** Provided entries **
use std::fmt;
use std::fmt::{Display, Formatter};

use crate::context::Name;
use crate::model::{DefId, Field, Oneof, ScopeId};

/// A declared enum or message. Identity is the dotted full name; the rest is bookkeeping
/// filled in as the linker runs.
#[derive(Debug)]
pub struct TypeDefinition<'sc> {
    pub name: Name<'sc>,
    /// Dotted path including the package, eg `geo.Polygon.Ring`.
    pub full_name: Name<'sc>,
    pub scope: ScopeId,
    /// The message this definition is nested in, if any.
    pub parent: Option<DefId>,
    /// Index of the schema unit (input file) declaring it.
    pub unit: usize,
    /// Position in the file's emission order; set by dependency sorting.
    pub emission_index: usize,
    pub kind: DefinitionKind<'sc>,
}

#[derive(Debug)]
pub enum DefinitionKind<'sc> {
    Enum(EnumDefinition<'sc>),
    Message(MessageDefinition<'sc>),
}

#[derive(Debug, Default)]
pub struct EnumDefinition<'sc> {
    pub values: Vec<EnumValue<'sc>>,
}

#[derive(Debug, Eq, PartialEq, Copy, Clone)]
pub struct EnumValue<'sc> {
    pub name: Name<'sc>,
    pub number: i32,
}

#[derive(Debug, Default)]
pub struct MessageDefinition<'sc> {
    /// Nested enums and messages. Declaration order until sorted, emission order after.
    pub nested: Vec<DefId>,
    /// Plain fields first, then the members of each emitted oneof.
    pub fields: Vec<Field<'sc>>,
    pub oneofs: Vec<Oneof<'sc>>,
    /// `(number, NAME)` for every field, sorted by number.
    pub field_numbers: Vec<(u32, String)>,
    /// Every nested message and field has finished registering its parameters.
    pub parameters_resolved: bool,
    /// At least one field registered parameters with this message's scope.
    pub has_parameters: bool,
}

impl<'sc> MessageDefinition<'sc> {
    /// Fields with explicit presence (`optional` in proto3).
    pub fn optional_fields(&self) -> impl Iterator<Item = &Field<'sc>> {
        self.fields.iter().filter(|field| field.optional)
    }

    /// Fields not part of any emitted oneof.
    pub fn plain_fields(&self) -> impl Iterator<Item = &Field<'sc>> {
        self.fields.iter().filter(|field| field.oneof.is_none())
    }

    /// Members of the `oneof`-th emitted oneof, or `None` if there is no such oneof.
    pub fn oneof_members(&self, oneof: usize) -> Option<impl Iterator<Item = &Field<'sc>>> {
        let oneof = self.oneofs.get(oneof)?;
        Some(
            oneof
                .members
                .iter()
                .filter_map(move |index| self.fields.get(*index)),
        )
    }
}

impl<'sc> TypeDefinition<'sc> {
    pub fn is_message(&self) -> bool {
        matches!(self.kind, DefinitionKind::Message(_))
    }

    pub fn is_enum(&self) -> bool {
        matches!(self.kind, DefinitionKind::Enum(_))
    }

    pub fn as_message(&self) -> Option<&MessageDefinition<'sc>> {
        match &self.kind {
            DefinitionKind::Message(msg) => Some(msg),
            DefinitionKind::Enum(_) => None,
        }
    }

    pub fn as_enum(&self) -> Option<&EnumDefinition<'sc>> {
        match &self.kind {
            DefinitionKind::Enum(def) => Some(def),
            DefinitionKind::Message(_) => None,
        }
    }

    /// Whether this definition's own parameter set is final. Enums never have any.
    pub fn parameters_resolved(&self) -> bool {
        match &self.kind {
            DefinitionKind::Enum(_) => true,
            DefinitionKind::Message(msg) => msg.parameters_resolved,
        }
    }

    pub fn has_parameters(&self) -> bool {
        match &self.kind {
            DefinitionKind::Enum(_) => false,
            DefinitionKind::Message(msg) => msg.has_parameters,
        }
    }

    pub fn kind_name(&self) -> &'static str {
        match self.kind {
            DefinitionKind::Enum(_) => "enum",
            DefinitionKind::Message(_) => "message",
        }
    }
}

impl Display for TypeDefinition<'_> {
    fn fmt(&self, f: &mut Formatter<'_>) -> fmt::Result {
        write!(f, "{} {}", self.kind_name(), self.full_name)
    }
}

** Task directions **
Reply with the number of lines in the data above that contain "Iterator", and with nothing else.

** Output below **
3